There were a lot of talented artists tabling at the first Funny Book Fest. You can see a full list here: Funny Book Fest event page

I hope this event continues to grow, whether it’s at future LBCC’s or maybe, even it’s own separate show!

Spooky dollar bins..- Forgive me, but I’m going to go on a little M. Night Shyamalan style tangent here.

A few days ago I had a dream about this one comic book shop I used to frequent back in the late 90’s/early 2000’s. It was Superior Comics in Costa Mesa, CA and I used to spend way too much time there in between flower deliveries(usually, while on the clock..).

The owner of the shop, Josh Leto, was a really great guy and he knew his stuff. He turned me onto a lot of cool books, including Optic Nerve and Preacher. He actually had the original cover art to Optic Nerve #1 in his collection(it was an earlier version–apparently, Adrian Tomine wasn’t happy with the placement of the 2 characters kissing on the cover, so he drew the whole thing over–BUT, it looks almost identical to the final art–a true rarity!). I wonder if he still has that piece…


He had this short box in the back of the shop which was full of amazing treasures, like some of the original Optic Nerve zines and other small press priceless objects. Sadly, the shop closed in the early 2000’s and Josh moved onto greener pastures. After that, I’d occasionally see him at Comic-Con and it was always nice to say hi and share some of my latest finds/convention sketches with him.

So, this is where it gets a little weird.
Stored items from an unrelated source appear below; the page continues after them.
//! Settings merge and run orchestration for the binary.
//!
//! Command line values win over the manifest's `[extract]` table. Paths on
//! the command line are relative to the working directory; paths in the
//! manifest are relative to the manifest's own directory.

use crate::cli::Cli;
use camino::{Utf8Path, Utf8PathBuf};
use skillsjars::{
    ExtractRequest, ExtractionSummary, ManifestContext, ProjectManifest, Result, run_extraction,
};

/// Load the manifest named by `cli`, run the extraction, and return its
/// totals.
///
/// # Errors
///
/// Returns manifest, parameter, conflict, archive, and I/O errors from the
/// engine unchanged.
pub fn run(cli: &Cli, cwd: &Utf8Path) -> Result<ExtractionSummary> {
    let manifest_path = cwd.join(&cli.manifest);
    let manifest = ProjectManifest::load(&manifest_path)?;
    let base_dir = manifest_path.parent().unwrap_or(cwd);

    let request = build_request(cli, &manifest, cwd, base_dir)?;
    let context = ManifestContext::new(&manifest, base_dir);
    run_extraction(&context, &request)
}

/// Merge command line overrides with manifest defaults.
///
/// # Errors
///
/// Returns [`skillsjars::ExtractError::MissingParameter`] when neither
/// source names an output directory.
pub fn build_request(
    cli: &Cli,
    manifest: &ProjectManifest,
    cwd: &Utf8Path,
    base_dir: &Utf8Path,
) -> Result<ExtractRequest> {
    let output_dir: Option<Utf8PathBuf> = cli
        .dir
        .as_ref()
        .filter(|dir| !dir.as_str().trim().is_empty())
        .map(|dir| cwd.join(dir))
        .or_else(|| {
            manifest
                .extract
                .dir
                .as_deref()
                .filter(|dir| !dir.trim().is_empty())
                .map(|dir| base_dir.join(dir))
        });

    let scopes = if cli.scopes.is_empty() {
        manifest.extract.scopes.clone()
    } else {
        cli.scopes.clone()
    };

    ExtractRequest::new(output_dir.as_ref().map(Utf8PathBuf::as_path).map(Utf8Path::as_str), scopes)
}

/// One-line report of a successful run.
#[must_use]
pub fn summary_line(summary: &ExtractionSummary) -> String {
    format!(
        "Extracted {} file(s) from {} skill(s) in {} SkillsJar(s)",
        summary.files, summary.skills, summary.archives
    )
}
//! Error types for SkillsJars extraction.
//!
//! Only two kinds of failure end a run on purpose: a missing output
//! directory parameter and a path conflict between artefacts. The remaining
//! variants cover I/O and archive failures that cannot be absorbed without
//! silently dropping output.

use camino::Utf8PathBuf;
use thiserror::Error;

/// Errors that can terminate an extraction run.
#[derive(Debug, Error)]
pub enum ExtractError {
    /// A required invocation parameter is absent or blank.
    #[error("the '{name}' parameter is required; use --{name} <path>")]
    MissingParameter {
        /// Name of the missing parameter.
        name: &'static str,
    },

    /// Two extracted entries map to the same output location.
    #[error("path conflict detected: {key} exists in both {existing} and {current}")]
    PathConflict {
        /// Conflict key (`skillsjars__<flattened-root>/<remainder>`).
        key: String,
        /// Artefact that wrote the key first.
        existing: String,
        /// Artefact that attempted the second write.
        current: String,
    },

    /// An artefact coordinate is not of the form `group:name:version`.
    #[error("invalid artifact coordinate \"{value}\": {reason}")]
    InvalidCoordinate {
        /// The rejected coordinate.
        value: String,
        /// Description of the validation failure.
        reason: String,
    },

    /// The project manifest could not be read or parsed.
    #[error("invalid manifest at {path}: {reason}")]
    Manifest {
        /// Path to the manifest.
        path: Utf8PathBuf,
        /// Description of the failure.
        reason: String,
    },

    /// An archive could not be opened or read.
    #[error("failed to read archive {path}")]
    Archive {
        /// Path to the archive.
        path: Utf8PathBuf,
        /// The underlying archive error.
        #[source]
        source: zip::result::ZipError,
    },

    /// An I/O operation failed.
    #[error("I/O error: {0}")]
    Io(#[from] std::io::Error),
}

/// Result type alias using [`ExtractError`].
pub type Result<T> = std::result::Result<T, ExtractError>;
Just days after having that dream, what do I find in the first dollar bin I flipped through at Long Beach Comic Con?? Why, a little obscure zine from 1996 called Swipe Comics, written, drawn & edited by no other than Josh, the owner of Superior Comics! I asked the seller if he knew of Josh and his shop(probably overkill, but I’m nosy!), at first responding with a vacant stare, but then it clicked,”Oh, yeah! I bought a bunch of his comics when he closed the shop”. Awkward silence ensued after that.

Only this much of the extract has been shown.